• [WHAT TO DO] The answer should consist solely of the lines from the first one below through the line containing "use tsv_sqlite_loader::loader::LoadConfig;", copied exactly.
*** Begin section ***
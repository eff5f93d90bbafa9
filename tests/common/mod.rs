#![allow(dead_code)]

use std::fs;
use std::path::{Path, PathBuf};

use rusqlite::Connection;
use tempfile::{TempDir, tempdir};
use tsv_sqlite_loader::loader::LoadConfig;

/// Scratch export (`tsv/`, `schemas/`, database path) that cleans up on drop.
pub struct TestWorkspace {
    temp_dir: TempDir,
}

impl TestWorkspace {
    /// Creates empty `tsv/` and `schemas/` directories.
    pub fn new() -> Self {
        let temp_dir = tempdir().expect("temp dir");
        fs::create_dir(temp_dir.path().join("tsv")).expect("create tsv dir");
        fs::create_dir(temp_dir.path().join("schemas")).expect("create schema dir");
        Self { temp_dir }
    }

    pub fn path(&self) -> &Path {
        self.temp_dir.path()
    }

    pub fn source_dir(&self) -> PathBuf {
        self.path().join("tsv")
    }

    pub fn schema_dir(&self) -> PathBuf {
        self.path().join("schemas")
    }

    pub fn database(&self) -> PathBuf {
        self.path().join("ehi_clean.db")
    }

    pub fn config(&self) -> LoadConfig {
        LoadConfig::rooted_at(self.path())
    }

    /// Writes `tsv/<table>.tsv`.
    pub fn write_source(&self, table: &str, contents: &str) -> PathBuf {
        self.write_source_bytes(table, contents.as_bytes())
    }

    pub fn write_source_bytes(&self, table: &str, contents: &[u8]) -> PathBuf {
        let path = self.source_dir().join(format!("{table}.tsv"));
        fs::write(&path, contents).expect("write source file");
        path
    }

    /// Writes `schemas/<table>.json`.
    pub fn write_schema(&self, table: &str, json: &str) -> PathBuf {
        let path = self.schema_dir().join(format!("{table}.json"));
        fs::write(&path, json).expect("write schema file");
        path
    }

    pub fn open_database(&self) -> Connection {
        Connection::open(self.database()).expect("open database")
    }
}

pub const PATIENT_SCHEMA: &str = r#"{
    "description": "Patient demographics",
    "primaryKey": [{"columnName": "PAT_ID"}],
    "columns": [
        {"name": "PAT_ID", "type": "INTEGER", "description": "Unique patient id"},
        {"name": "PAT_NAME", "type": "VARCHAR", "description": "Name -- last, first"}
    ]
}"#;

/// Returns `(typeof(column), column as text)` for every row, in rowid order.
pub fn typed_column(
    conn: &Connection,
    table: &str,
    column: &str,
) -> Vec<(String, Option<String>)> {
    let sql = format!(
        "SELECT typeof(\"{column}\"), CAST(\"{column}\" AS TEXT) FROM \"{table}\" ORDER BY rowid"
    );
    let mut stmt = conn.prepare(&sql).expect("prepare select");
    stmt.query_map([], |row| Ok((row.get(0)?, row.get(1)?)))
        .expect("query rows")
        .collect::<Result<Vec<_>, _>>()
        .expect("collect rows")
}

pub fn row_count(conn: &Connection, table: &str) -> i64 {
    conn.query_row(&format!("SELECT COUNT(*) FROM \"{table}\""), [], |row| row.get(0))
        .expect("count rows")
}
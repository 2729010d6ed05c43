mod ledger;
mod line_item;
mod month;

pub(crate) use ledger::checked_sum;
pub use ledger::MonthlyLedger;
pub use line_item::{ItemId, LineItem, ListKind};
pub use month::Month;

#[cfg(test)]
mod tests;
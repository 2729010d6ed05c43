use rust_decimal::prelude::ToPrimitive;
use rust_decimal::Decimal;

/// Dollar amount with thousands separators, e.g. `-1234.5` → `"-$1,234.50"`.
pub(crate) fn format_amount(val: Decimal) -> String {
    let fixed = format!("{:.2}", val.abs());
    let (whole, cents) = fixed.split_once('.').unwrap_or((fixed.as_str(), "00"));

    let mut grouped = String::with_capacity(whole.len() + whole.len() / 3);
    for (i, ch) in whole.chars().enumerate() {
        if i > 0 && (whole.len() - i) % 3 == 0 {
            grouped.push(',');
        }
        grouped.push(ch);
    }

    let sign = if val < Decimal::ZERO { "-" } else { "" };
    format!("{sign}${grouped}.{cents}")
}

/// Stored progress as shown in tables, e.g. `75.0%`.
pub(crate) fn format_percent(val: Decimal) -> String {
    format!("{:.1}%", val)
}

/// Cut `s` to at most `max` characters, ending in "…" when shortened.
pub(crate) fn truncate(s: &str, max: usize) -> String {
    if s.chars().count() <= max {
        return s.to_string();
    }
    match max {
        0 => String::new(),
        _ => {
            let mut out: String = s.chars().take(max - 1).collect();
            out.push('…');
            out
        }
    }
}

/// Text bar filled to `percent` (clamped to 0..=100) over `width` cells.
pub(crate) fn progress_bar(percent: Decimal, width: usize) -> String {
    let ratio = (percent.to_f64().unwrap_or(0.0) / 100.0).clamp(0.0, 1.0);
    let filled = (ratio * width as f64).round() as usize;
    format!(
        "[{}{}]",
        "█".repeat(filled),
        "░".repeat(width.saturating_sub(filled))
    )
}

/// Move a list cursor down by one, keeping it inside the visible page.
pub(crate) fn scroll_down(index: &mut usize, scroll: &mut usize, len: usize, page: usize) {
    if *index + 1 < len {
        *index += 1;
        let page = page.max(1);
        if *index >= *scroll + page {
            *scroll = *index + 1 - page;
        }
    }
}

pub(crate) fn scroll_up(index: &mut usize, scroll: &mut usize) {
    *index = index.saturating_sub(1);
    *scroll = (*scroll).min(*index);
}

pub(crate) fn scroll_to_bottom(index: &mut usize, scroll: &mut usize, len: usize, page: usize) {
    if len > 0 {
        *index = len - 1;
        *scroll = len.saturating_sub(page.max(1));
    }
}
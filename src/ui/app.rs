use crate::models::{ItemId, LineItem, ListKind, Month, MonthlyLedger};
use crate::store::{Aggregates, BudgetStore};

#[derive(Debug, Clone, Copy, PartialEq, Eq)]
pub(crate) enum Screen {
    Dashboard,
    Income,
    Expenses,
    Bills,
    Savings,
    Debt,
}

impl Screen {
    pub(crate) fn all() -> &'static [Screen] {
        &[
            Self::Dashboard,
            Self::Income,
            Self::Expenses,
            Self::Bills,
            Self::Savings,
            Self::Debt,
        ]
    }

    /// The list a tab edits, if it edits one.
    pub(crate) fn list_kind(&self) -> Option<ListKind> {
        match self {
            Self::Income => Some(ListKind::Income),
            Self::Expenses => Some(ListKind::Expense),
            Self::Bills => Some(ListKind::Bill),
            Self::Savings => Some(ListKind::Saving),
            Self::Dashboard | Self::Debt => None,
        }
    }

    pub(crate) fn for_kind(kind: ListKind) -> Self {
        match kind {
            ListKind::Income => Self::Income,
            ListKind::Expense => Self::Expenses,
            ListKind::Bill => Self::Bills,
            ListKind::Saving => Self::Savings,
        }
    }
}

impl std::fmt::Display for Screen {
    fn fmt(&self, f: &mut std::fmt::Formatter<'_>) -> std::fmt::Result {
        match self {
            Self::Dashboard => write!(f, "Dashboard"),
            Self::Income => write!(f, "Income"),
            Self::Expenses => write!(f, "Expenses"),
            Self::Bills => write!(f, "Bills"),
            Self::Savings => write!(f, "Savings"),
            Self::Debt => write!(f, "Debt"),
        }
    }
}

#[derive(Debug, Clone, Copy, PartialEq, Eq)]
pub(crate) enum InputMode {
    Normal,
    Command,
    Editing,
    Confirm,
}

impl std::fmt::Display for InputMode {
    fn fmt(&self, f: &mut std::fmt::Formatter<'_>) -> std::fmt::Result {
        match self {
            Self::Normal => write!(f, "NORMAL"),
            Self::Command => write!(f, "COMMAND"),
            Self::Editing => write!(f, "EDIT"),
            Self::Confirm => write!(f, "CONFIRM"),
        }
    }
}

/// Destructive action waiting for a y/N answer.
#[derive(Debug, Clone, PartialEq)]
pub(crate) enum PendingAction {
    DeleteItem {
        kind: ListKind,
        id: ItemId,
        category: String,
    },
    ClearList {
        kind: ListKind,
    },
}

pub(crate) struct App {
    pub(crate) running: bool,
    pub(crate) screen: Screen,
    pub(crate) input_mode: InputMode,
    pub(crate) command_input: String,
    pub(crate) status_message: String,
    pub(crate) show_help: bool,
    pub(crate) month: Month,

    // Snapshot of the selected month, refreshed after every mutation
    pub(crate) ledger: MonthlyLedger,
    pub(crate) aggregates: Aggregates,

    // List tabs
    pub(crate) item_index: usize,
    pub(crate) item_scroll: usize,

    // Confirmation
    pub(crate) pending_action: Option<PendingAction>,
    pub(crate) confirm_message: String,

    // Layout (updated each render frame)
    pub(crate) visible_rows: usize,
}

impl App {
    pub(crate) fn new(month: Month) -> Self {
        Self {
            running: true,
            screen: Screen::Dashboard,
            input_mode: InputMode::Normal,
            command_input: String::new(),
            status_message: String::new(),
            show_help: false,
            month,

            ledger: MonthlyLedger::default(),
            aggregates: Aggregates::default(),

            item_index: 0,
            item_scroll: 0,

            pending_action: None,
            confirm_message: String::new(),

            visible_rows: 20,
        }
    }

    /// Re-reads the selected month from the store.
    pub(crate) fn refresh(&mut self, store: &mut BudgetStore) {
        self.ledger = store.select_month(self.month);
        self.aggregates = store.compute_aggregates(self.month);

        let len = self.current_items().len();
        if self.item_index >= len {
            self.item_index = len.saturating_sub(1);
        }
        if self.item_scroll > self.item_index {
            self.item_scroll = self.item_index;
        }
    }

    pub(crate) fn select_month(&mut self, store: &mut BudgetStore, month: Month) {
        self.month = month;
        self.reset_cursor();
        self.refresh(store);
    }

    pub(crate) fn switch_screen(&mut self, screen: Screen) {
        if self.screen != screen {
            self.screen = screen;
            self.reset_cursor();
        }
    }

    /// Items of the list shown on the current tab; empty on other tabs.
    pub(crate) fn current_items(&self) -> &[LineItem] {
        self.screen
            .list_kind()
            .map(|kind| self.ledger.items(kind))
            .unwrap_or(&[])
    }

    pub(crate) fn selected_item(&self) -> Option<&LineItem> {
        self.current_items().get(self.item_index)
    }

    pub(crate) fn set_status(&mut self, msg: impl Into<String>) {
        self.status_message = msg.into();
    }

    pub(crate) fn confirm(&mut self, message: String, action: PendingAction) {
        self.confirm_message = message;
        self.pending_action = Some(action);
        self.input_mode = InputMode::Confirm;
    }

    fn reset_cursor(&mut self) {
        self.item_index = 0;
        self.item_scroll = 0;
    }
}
*** End section ***
• [REPLY TO THE TASK]
repository eff5f93d90bbafa9
filename tests/common/mod.rs
#![allow(dead_code)]

use std::fs;
use std::path::{Path, PathBuf};

use rusqlite::Connection;
use tempfile::{TempDir, tempdir};
use tsv_sqlite_loader::loader::LoadConfig;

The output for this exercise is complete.